I have never been a New York Dolls fan, but have me rethinking that. I remember the early days of the Dolls and their platform shoes and makeup and frizzed out hair and even though I was in the middle of Los Angeles at the time and a denizen of Hollywood Boulevard, glam just didn't appeal to me. As I look back, I wonder if I ever gave them much of a chance. I mean, they were freaks, no? Thoughts of a small town boy in the big city more than likely prevented me from delving into a large part of the music scene back then. I should have known. My friends on the whole loved the Dolls and we shared the adventure of music back then (as well as some righteous weed and beer swill). Perhaps I was a bit na?ve. Okay, more than a bit. But I learned. I won't make that mistake again.

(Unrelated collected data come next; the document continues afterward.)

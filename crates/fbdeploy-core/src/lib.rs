//! # fbdeploy-core — FastBoot Deploy Revisions
//!
//! Manages build archives of a FastBoot app server in an object-storage
//! bucket. A deploy pipeline uploads archives, lists the revision history,
//! and activates a revision by rewriting a small pointer manifest that app
//! servers poll.
//!
//! ## Layout in the bucket
//!
//! ```text
//! [<pathPrefix>/]<archivePrefix><revision>.zip    one per build
//! [<pathPrefix>/]fastboot-deploy-info.json        {"bucket": …, "key": …}
//! ```
//!
//! ## Failure policy
//!
//! - A missing or unreadable manifest means "nothing active", never an error.
//! - A manifest that exists but does not parse is fatal.
//! - Keys that are not build archives are skipped during listing.
//! - Activation is a blind overwrite; concurrent activations are
//!   last-writer-wins and the target archive is not checked for existence.
//!
//! ## Crate Policy
//!
//! - No process-wide client state: stores are constructed from explicit
//!   configuration.
//! - No `.unwrap()` outside tests.

pub mod activate;
pub mod config;
pub mod error;
pub mod keys;
pub mod manifest;
pub mod plugin;
pub mod revisions;
pub mod store;
pub mod upload;

// ─── Re-exports ─────────────────────────────────────────────────────

pub use activate::{activate_revision, resolve_revision};
pub use config::DeployConfig;
pub use error::{ConfigError, DeployError, Result, StoreError};
pub use keys::{KeyLayout, RevisionId, ARCHIVE_SUFFIX, DEFAULT_MANIFEST_KEY};
pub use manifest::{resolve_manifest, JsonManifestFormatter, Manifest, ManifestFormatter, ManifestState};
pub use plugin::{DeployContext, DeployPlugin, RevisionData};
pub use revisions::{
    correlate, extract_revisions, list_revisions, InitialRevisionList, RevisionCandidate,
    RevisionEntry, RevisionList,
};
pub use store::{MemoryStore, ObjectAcl, ObjectStore, ObjectSummary, StoreOp};
pub use upload::upload_archive;
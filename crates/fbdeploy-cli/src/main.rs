//! # fbdeploy CLI entry point
//!
//! Parses command-line arguments, resolves the deploy configuration,
//! connects to S3, and dispatches to the subcommand handlers.

use std::path::PathBuf;
use std::process::ExitCode;

use anyhow::{Context, Result};
use clap::{Parser, Subcommand};
use tracing_subscriber::EnvFilter;

use fbdeploy_cli::activate::{run_activate, ActivateArgs};
use fbdeploy_cli::list::{run_list, ListArgs};
use fbdeploy_cli::settings::{base_context, TargetArgs};
use fbdeploy_cli::upload::{run_upload, UploadArgs};
use fbdeploy_core::DeployPlugin;
use fbdeploy_s3::{S3Config, S3Store};

/// Manage FastBoot app-server deployments in S3.
///
/// Uploads build archives, lists revisions with the active one marked, and
/// activates a revision by rewriting the pointer manifest.
#[derive(Parser, Debug)]
#[command(name = "fbdeploy", version, about, long_about = None)]
struct Cli {
    /// Enable verbose output. Repeat for more verbosity (-v, -vv, -vvv).
    #[arg(short, long, action = clap::ArgAction::Count, global = true)]
    verbose: u8,

    /// Emit logs as JSON lines.
    #[arg(long, global = true)]
    log_json: bool,

    #[command(flatten)]
    target: TargetArgs,

    #[command(subcommand)]
    command: Commands,
}

#[derive(Subcommand, Debug)]
enum Commands {
    /// Upload a built archive.
    Upload(UploadArgs),

    /// List revisions, newest first, marking the active one.
    List(ListArgs),

    /// Point the manifest at a revision.
    Activate(ActivateArgs),
}

#[tokio::main]
async fn main() -> ExitCode {
    let cli = Cli::parse();

    // Initialize tracing based on verbosity level.
    let filter = match cli.verbose {
        0 => EnvFilter::new("warn"),
        1 => EnvFilter::new("info"),
        2 => EnvFilter::new("debug"),
        _ => EnvFilter::new("trace"),
    };
    let subscriber = tracing_subscriber::fmt()
        .with_env_filter(filter)
        .with_target(false)
        .with_writer(std::io::stderr);
    if cli.log_json {
        subscriber.json().init();
    } else {
        subscriber.init();
    }

    match run(cli).await {
        Ok(code) => ExitCode::from(code),
        Err(e) => {
            tracing::error!("{e:#}");
            ExitCode::from(1)
        }
    }
}

async fn run(cli: Cli) -> Result<u8> {
    let cwd = std::env::current_dir().unwrap_or_else(|_| PathBuf::from("."));
    let config = cli.target.load_config(&cwd)?;

    let store = S3Store::connect(S3Config::from(&config))
        .await
        .context("failed to create S3 client")?;
    let plugin = DeployPlugin::new(store, config);
    let ctx = base_context();
    let mut out = std::io::stdout().lock();

    match &cli.command {
        Commands::Upload(args) => run_upload(&plugin, &ctx, args, &mut out).await,
        Commands::List(args) => run_list(&plugin, &ctx, args, &mut out).await,
        Commands::Activate(args) => run_activate(&plugin, &ctx, args, &mut out).await,
    }
}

The Dolls toured not long ago and Conte was there. He joined in 2004 after playing in bands like Crown Jewels, Company of Wolves and The Contes. When they came through Seattle in 2005 (My God! Has it been that long ago?), I read the reviews, overwhelmingly positive, and listened to the wailings of Stan Twist, a good friend and one of only a few people I will hear out no matter what the subject. Maybe I pushed Stan's comments to the back of my mind (Okay, I did. My apologies, Stanley.) and maybe I wasn't quite ready to admit I was wrong, but I'm beginning to think that I was. And that's the Crazy Truth.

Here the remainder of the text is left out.